Which lines of the entries below contain the string "input"? Copy each one.

-- Data to process follows --

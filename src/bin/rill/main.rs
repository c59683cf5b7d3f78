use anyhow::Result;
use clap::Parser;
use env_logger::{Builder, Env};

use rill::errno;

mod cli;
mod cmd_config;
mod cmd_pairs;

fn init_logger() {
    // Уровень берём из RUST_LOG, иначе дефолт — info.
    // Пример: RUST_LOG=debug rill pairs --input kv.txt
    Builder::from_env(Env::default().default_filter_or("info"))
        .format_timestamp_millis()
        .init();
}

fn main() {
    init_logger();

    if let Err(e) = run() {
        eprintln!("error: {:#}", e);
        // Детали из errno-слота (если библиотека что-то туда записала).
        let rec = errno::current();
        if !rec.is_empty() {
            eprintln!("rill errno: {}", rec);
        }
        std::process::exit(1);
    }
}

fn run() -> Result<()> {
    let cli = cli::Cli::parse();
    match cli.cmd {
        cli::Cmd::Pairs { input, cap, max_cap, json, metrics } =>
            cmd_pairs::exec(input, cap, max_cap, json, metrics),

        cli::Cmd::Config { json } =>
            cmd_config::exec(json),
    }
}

-- Data to process concluded --
-- Data to process follows --

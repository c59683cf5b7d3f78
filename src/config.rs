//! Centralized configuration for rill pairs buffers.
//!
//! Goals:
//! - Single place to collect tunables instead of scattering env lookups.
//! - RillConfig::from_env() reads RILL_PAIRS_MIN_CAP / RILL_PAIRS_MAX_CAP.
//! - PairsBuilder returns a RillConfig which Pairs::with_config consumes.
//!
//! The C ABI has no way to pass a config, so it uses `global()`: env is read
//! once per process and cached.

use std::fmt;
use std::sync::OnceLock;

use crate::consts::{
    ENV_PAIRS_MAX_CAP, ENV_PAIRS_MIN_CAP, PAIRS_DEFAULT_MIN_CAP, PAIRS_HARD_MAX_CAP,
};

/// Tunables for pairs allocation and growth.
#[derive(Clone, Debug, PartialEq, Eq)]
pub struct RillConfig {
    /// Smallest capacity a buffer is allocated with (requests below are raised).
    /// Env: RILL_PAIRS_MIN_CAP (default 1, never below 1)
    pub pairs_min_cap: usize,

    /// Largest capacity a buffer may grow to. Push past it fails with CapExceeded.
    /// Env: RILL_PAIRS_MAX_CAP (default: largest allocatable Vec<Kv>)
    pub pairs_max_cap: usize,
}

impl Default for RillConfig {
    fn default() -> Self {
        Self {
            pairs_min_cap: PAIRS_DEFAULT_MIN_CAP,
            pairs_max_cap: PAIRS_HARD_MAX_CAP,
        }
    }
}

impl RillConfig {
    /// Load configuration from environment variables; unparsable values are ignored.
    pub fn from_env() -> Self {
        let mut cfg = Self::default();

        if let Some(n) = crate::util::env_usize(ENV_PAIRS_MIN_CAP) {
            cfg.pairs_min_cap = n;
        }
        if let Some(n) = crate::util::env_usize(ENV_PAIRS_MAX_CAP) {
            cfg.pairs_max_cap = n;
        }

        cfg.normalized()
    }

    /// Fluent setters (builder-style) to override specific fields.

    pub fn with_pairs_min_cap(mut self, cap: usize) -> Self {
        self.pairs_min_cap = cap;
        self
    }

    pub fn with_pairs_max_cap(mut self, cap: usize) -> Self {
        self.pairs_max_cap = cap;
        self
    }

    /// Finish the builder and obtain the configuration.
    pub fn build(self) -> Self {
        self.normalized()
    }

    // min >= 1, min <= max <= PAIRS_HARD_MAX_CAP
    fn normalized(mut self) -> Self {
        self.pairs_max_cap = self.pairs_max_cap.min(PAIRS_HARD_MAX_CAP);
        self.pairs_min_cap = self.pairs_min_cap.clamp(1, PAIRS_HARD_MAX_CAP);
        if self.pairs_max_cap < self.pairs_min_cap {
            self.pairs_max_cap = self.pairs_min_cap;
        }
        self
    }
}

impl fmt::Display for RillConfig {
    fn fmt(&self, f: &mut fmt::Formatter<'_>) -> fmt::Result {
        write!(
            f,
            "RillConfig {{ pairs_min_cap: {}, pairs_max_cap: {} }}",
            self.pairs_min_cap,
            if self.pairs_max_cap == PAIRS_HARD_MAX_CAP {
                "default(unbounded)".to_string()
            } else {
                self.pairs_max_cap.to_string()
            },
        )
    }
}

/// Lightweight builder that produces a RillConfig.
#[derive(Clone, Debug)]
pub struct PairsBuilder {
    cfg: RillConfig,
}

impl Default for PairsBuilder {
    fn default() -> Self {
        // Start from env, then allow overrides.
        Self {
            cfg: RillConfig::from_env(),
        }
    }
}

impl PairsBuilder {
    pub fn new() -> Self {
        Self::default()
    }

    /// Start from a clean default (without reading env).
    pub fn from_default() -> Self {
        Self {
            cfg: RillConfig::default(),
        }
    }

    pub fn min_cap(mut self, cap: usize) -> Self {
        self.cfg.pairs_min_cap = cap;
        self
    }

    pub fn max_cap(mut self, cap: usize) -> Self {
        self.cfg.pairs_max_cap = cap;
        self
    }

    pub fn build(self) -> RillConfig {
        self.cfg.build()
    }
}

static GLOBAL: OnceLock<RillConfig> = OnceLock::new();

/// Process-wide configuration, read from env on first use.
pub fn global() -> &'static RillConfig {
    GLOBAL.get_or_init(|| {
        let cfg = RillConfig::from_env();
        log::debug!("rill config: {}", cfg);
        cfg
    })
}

-- Data to process concluded --
-- Data to process follows --

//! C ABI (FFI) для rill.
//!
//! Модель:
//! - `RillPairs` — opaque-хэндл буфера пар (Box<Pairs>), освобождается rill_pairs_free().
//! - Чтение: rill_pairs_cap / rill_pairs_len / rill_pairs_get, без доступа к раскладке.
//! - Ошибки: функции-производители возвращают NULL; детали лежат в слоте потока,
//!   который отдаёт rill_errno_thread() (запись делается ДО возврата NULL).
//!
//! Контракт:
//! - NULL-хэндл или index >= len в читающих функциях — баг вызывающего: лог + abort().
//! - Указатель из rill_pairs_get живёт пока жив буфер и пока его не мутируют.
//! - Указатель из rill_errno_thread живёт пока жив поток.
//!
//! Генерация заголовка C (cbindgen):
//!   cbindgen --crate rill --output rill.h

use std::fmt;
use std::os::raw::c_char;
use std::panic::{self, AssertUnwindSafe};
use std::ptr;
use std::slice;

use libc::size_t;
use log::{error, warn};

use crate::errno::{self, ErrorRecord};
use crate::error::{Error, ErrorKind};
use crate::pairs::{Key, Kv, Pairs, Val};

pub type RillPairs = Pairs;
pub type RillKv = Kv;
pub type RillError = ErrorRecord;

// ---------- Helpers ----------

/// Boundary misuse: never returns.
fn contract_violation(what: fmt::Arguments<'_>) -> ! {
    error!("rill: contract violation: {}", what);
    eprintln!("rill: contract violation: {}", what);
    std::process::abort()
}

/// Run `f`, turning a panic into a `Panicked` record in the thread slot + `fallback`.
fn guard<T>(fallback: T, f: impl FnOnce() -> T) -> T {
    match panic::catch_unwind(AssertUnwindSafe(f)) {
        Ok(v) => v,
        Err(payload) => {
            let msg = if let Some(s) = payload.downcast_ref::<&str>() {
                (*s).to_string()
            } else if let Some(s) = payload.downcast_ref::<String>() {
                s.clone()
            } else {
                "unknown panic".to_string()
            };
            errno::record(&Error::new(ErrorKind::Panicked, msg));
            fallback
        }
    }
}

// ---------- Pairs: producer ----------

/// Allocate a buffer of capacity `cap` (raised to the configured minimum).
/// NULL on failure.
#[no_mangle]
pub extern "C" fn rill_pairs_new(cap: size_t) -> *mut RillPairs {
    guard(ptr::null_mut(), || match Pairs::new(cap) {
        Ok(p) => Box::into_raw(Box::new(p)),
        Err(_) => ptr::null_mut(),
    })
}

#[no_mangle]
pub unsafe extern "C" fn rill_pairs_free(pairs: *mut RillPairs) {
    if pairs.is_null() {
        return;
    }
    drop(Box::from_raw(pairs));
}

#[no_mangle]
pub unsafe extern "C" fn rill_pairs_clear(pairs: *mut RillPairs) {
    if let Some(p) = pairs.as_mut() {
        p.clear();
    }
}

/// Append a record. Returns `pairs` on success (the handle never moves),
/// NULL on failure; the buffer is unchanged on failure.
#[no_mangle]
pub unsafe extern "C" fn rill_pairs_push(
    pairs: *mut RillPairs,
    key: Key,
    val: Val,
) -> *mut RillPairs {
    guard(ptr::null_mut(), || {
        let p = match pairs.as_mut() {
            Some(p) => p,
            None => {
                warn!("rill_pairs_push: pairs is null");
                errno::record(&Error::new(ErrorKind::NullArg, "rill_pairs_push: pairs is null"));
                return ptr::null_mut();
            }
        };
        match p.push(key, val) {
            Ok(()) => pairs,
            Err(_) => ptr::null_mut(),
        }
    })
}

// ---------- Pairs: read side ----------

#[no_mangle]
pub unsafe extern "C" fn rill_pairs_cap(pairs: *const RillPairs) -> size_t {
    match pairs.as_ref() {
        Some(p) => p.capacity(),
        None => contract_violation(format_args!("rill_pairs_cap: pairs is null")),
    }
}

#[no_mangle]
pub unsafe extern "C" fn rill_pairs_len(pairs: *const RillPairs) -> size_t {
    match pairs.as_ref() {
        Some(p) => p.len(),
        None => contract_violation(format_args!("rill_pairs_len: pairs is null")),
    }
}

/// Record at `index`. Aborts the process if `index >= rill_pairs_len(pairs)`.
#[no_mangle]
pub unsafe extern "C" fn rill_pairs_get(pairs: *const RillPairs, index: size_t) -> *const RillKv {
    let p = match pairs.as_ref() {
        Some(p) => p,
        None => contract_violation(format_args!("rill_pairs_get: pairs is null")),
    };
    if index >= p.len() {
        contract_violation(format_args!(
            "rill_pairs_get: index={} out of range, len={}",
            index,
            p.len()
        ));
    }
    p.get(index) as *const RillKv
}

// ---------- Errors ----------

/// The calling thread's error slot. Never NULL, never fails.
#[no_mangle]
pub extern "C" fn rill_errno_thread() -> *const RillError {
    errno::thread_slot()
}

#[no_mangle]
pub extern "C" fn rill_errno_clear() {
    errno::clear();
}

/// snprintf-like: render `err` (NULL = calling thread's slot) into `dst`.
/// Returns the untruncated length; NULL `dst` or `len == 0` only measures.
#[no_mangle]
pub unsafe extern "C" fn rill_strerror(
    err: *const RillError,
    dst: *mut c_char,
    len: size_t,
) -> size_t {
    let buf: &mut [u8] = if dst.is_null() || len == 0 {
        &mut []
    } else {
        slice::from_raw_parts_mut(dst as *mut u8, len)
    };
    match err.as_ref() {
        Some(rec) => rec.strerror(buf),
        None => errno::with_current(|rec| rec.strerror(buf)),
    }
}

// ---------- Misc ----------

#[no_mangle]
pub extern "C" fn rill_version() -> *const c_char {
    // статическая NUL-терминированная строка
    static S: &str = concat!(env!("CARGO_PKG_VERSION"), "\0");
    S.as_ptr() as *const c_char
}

-- Data to process concluded --

→ Solution below:
    // Пример: RUST_LOG=debug rill pairs --input kv.txt
        cli::Cmd::Pairs { input, cap, max_cap, json, metrics } =>
            cmd_pairs::exec(input, cap, max_cap, json, metrics),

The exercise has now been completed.